■ Exercise aim ■
Where the word "trim" appears in a line of the entries below, count that line and give the total alone.

****************

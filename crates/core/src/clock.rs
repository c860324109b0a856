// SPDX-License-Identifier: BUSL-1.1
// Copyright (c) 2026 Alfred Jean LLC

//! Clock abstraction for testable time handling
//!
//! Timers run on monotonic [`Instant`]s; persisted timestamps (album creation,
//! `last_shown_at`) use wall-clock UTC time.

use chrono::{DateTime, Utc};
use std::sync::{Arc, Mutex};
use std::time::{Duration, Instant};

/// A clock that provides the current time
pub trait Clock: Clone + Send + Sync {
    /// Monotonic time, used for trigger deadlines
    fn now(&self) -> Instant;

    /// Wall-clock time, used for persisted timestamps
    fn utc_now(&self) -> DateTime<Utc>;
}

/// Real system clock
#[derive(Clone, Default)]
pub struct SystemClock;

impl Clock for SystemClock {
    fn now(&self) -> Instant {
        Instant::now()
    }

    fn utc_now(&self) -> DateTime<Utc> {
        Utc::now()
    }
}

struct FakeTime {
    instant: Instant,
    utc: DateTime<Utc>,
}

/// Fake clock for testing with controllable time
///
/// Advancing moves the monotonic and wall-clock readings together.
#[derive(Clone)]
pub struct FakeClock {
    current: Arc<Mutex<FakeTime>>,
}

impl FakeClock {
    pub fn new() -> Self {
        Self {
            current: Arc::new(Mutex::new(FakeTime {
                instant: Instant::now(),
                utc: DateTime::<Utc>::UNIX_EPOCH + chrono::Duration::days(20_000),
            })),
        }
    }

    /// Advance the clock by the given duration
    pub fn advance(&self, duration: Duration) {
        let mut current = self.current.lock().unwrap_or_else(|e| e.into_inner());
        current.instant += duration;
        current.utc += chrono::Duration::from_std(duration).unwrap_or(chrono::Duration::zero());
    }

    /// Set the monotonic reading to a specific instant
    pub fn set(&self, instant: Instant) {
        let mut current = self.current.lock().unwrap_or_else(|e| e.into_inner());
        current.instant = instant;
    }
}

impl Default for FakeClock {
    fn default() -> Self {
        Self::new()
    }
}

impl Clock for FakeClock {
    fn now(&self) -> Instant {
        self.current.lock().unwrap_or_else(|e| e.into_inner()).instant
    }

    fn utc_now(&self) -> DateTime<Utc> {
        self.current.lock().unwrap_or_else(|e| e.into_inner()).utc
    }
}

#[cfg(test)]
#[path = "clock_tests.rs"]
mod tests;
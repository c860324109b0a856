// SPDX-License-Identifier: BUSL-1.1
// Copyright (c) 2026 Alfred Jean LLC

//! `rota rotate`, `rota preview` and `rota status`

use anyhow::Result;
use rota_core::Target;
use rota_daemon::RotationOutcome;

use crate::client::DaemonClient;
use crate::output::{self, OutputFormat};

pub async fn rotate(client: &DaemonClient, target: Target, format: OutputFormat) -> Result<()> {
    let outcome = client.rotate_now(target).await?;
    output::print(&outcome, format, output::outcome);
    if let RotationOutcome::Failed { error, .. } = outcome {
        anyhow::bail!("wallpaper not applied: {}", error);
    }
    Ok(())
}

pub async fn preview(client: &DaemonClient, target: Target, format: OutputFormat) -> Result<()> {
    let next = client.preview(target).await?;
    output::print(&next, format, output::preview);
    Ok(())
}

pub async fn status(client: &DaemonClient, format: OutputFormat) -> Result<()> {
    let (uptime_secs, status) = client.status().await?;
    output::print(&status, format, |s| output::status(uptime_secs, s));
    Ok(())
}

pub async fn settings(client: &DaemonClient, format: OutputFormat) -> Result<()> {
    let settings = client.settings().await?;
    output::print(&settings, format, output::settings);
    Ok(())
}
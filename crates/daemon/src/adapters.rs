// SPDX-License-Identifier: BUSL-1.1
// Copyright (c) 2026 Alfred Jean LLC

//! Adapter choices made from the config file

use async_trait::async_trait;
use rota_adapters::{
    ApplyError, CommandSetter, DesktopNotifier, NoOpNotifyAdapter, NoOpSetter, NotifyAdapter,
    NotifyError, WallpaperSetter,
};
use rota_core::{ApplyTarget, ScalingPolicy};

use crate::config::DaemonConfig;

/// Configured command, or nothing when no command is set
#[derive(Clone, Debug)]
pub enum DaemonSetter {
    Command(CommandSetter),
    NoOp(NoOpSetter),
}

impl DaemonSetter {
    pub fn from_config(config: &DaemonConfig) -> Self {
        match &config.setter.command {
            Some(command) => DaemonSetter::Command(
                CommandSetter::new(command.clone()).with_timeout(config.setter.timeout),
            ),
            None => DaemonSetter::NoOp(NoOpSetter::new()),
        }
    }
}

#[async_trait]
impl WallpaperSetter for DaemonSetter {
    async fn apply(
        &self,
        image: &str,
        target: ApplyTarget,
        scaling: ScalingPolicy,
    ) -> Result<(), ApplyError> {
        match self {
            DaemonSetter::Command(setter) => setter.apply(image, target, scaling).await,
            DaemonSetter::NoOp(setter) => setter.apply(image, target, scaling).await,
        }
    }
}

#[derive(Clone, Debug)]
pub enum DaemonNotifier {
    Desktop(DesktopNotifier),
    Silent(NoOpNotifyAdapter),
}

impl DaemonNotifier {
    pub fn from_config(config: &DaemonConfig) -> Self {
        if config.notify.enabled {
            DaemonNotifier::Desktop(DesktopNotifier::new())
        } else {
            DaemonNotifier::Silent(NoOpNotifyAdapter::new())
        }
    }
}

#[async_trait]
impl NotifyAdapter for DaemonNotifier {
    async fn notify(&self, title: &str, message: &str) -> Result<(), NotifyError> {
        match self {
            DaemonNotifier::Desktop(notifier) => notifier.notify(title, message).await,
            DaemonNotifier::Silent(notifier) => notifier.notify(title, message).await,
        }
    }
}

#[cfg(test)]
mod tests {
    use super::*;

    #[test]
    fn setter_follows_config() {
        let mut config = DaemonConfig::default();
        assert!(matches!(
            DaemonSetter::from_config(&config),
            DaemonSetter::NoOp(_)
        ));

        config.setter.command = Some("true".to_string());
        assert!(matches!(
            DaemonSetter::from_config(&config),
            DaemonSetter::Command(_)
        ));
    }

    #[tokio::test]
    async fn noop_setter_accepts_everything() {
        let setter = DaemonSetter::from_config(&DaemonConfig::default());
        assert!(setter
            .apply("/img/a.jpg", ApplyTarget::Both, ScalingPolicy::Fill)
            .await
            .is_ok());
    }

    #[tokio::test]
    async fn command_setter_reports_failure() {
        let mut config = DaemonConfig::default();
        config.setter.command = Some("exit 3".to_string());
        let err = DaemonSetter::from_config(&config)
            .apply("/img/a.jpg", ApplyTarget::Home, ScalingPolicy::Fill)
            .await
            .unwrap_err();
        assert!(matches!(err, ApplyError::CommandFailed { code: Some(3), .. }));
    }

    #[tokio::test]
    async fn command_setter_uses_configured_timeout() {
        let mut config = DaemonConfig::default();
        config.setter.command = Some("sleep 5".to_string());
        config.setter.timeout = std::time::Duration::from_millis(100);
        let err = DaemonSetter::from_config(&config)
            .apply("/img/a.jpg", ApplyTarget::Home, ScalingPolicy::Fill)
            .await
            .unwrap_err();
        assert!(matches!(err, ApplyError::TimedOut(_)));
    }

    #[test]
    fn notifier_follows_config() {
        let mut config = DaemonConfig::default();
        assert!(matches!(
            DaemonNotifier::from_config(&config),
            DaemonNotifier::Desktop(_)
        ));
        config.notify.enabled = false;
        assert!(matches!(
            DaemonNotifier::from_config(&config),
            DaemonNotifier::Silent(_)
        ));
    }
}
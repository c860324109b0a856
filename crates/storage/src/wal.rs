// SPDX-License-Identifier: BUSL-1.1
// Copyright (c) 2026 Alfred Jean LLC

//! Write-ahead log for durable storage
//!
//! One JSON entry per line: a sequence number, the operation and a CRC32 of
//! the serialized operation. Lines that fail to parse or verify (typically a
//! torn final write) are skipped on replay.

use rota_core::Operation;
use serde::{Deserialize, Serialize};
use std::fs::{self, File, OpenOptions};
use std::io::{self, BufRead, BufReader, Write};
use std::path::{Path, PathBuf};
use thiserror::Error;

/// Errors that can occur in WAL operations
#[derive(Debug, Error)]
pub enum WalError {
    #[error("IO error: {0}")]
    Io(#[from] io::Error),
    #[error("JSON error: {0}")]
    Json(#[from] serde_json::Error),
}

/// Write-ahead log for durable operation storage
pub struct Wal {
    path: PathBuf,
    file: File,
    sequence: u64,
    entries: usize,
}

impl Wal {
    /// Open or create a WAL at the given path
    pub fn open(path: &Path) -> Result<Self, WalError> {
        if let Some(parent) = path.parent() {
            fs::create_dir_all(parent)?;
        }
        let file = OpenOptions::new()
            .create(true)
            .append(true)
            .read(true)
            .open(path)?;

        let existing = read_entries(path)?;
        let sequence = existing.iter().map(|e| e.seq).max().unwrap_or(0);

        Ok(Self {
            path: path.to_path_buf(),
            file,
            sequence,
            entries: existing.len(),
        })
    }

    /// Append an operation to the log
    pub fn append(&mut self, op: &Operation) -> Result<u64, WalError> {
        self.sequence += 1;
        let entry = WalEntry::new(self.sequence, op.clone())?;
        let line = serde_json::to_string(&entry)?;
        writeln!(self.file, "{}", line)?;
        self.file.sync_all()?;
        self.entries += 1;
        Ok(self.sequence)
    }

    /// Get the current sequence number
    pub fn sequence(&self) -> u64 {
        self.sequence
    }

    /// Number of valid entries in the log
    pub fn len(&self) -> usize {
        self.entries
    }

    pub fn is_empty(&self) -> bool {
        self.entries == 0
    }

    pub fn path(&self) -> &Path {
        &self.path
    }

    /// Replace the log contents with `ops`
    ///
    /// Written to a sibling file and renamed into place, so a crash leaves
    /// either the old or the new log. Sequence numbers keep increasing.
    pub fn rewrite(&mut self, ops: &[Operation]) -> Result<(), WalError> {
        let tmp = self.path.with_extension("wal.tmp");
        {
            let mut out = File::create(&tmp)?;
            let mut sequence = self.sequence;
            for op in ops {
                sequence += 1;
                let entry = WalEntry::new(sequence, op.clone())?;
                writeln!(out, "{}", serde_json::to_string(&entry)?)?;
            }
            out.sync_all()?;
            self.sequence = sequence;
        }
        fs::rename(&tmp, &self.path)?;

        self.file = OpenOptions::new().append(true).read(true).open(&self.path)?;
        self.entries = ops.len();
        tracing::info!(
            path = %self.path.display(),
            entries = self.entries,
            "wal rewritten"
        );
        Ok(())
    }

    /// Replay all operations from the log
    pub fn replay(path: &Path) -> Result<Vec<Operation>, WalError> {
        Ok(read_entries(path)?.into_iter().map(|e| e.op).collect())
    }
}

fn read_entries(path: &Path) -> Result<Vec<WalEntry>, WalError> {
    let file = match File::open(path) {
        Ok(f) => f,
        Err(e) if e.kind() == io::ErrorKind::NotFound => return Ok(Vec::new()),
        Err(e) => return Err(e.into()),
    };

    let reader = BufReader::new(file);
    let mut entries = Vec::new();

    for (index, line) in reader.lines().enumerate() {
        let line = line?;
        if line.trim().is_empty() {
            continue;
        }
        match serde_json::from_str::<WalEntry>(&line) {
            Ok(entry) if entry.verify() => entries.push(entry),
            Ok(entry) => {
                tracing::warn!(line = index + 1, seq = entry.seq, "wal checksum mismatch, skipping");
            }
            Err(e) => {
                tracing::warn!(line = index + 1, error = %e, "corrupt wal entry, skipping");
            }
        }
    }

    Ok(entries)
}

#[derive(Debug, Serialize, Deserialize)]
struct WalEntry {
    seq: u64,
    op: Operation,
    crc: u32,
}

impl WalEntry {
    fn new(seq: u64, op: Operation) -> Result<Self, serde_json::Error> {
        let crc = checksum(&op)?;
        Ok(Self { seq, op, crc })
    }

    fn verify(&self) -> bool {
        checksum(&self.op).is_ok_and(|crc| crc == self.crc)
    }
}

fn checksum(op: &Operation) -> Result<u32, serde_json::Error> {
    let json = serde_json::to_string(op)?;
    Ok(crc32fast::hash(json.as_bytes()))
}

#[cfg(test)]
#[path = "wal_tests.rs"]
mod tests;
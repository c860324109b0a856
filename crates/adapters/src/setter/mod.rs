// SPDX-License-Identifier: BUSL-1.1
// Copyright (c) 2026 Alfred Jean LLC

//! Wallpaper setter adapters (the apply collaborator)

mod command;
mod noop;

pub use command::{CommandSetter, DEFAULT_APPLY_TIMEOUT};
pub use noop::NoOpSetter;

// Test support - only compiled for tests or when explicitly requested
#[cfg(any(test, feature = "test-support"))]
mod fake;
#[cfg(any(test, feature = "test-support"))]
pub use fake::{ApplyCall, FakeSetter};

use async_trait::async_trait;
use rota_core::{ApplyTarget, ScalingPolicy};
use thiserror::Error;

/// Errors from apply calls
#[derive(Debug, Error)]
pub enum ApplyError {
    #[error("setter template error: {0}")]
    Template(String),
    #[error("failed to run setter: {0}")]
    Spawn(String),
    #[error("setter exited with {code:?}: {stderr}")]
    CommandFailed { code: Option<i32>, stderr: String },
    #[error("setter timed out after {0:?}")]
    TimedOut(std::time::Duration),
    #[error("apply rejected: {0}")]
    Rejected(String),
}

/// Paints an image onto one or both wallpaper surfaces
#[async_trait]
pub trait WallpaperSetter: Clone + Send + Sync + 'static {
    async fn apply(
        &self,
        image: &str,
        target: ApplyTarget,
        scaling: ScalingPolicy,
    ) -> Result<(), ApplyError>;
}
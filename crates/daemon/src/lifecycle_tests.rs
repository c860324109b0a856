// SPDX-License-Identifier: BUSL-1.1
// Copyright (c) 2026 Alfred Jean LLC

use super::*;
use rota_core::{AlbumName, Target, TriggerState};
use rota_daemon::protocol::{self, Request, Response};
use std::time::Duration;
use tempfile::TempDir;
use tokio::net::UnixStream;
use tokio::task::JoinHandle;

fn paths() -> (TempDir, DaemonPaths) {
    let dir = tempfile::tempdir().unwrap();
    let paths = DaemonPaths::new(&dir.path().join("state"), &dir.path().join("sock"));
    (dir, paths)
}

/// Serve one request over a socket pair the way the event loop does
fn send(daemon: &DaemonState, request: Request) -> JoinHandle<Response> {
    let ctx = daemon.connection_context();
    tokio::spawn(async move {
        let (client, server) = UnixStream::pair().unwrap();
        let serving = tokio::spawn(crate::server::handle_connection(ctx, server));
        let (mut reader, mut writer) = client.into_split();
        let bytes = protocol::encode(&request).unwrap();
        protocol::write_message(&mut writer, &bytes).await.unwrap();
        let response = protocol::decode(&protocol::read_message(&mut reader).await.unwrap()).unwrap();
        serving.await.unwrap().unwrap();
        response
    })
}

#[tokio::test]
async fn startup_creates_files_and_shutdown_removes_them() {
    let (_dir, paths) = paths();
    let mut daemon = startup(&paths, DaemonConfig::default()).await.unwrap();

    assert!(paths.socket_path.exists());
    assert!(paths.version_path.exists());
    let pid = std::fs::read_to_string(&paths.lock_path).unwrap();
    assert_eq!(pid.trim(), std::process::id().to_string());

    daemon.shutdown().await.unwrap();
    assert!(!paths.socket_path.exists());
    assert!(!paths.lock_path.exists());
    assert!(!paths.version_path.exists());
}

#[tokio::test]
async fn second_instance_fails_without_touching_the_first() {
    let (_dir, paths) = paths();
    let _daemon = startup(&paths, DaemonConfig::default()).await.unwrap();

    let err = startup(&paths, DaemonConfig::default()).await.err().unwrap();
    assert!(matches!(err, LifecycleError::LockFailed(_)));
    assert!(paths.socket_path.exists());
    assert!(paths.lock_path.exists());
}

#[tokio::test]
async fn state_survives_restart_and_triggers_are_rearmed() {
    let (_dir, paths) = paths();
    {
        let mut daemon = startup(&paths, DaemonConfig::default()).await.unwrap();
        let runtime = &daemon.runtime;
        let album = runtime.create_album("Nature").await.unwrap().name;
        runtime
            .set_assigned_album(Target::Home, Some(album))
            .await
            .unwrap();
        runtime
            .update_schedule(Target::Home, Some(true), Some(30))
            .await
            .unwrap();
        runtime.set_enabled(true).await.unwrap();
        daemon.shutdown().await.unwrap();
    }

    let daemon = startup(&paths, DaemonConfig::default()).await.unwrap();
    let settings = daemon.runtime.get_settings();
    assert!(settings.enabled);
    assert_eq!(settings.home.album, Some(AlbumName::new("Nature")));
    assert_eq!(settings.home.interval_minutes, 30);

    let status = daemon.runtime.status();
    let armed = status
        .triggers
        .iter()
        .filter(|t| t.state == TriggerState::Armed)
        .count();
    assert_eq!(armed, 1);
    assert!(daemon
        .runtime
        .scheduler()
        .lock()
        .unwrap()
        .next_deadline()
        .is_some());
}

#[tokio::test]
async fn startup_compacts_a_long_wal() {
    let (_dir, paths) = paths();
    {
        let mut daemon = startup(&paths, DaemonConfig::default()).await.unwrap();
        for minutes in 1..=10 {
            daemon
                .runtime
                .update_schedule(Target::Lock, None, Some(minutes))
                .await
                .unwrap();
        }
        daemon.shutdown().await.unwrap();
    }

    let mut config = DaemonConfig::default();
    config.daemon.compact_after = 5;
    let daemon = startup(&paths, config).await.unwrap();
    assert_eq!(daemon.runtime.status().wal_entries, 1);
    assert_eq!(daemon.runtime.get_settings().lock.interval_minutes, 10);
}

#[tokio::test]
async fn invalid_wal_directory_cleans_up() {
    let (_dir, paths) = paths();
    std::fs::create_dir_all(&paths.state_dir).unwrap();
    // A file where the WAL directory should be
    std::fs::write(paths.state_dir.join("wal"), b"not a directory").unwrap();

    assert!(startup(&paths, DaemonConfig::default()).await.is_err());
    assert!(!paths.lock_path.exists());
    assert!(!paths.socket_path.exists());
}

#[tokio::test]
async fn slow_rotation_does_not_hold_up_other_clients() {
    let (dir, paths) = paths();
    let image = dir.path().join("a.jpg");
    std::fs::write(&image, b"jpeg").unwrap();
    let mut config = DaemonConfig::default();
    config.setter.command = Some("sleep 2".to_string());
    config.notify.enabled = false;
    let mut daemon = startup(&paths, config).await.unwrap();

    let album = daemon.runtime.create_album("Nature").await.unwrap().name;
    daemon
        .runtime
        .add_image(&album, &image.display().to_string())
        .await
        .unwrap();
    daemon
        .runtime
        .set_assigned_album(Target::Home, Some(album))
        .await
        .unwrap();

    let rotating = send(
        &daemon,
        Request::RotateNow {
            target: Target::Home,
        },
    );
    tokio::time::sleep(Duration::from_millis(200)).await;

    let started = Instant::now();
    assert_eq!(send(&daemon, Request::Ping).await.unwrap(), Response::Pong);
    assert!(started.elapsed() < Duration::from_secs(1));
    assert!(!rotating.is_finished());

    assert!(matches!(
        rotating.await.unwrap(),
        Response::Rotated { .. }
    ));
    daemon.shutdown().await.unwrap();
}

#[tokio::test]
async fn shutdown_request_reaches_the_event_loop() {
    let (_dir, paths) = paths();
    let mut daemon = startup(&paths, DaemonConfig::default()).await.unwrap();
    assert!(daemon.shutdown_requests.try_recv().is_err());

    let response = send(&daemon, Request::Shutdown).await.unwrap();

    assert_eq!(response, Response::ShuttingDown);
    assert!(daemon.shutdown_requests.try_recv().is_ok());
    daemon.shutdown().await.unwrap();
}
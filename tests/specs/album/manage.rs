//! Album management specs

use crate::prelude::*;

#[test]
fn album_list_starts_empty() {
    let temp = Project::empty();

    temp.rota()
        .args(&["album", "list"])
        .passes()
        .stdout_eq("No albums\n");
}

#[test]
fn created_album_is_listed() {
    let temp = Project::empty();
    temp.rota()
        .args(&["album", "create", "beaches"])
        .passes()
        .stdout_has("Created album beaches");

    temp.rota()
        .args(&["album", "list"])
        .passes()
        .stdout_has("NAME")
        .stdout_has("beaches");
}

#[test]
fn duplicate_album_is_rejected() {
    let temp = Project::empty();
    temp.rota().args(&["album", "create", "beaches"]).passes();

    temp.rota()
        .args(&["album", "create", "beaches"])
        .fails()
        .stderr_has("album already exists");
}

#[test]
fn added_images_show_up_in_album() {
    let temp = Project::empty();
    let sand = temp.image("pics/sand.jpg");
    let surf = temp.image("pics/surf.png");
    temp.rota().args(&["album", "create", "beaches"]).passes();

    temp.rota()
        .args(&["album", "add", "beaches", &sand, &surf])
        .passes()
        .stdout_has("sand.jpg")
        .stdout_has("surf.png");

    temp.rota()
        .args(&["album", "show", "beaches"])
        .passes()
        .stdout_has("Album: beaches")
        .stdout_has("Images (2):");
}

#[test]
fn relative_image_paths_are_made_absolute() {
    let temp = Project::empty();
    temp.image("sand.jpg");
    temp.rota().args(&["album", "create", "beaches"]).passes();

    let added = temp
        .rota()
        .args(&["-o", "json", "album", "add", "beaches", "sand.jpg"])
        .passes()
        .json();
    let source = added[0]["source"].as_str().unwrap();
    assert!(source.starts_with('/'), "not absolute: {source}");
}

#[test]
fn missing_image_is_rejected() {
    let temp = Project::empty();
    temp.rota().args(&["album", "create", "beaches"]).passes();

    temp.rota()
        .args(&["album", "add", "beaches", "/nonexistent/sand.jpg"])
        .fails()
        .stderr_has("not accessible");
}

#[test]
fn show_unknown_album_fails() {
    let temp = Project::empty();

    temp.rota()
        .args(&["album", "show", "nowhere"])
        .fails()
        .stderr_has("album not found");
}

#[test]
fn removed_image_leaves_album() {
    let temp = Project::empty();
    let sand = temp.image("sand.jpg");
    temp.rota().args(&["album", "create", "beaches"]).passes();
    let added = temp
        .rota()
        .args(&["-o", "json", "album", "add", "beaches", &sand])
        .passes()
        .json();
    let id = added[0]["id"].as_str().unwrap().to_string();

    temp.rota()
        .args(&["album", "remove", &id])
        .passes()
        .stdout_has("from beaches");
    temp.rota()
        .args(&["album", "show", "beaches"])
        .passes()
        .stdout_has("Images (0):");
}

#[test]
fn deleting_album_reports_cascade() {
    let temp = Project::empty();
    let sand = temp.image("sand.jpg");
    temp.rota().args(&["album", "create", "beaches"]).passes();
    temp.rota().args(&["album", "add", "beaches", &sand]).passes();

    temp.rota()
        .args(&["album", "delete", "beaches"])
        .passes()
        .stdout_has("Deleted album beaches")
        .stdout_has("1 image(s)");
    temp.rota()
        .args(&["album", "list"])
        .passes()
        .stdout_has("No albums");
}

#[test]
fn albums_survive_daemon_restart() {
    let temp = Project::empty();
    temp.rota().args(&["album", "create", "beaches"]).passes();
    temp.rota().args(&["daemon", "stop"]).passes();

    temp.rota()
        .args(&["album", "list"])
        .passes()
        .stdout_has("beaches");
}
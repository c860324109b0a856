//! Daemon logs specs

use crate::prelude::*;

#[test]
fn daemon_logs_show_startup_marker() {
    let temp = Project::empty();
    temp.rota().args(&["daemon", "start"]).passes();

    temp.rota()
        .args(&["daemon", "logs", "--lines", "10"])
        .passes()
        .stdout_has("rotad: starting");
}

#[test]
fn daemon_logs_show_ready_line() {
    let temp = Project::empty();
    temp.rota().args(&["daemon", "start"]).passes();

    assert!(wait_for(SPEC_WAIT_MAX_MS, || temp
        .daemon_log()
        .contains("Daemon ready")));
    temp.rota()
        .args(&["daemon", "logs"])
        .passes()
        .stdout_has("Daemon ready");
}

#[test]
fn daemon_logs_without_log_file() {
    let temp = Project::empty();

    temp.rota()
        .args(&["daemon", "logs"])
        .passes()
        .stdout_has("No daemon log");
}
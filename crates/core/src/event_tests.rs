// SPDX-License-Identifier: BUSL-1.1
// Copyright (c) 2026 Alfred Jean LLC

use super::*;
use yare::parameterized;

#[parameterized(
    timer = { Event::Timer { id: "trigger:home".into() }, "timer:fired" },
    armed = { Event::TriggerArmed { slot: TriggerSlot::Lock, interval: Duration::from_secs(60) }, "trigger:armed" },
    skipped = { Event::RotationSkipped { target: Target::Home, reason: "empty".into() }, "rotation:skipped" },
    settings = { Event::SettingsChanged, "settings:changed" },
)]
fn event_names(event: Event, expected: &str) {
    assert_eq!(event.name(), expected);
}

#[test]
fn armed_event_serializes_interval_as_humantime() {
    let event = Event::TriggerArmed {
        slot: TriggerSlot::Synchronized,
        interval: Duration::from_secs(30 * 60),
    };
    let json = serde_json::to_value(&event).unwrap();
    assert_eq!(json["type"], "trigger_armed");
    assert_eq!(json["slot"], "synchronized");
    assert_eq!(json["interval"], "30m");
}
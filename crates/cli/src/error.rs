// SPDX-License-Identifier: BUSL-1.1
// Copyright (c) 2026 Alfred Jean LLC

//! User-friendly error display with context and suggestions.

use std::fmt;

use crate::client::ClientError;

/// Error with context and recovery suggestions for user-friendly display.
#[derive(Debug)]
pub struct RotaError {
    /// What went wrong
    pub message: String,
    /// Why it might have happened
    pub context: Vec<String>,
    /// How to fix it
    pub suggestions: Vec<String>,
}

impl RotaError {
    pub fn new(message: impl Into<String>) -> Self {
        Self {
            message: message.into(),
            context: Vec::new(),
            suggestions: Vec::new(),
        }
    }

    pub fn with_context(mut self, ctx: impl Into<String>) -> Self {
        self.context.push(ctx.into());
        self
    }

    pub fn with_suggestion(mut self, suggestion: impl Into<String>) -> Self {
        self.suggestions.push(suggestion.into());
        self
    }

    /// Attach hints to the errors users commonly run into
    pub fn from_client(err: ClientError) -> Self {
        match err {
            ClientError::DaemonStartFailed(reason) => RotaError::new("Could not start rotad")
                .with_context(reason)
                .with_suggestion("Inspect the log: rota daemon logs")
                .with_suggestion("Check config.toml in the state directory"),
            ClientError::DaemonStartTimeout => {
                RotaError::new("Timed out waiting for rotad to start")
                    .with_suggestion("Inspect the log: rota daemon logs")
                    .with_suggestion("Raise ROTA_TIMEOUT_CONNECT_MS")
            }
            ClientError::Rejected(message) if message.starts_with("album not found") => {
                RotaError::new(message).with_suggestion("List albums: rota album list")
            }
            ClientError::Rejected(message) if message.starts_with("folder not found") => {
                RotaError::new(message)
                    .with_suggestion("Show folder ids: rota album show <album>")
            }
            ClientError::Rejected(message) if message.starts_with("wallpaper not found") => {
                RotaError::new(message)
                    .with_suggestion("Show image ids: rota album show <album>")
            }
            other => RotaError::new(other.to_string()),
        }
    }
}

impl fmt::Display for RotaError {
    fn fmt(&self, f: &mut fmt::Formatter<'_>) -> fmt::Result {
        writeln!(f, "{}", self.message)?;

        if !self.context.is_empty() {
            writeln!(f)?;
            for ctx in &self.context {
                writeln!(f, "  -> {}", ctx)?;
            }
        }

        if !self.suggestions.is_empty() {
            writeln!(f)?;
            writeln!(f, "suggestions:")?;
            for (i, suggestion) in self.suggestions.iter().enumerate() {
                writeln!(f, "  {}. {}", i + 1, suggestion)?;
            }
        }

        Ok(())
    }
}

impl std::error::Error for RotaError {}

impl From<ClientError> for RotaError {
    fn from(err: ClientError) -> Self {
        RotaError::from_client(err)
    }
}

****************

■ Task output ■
2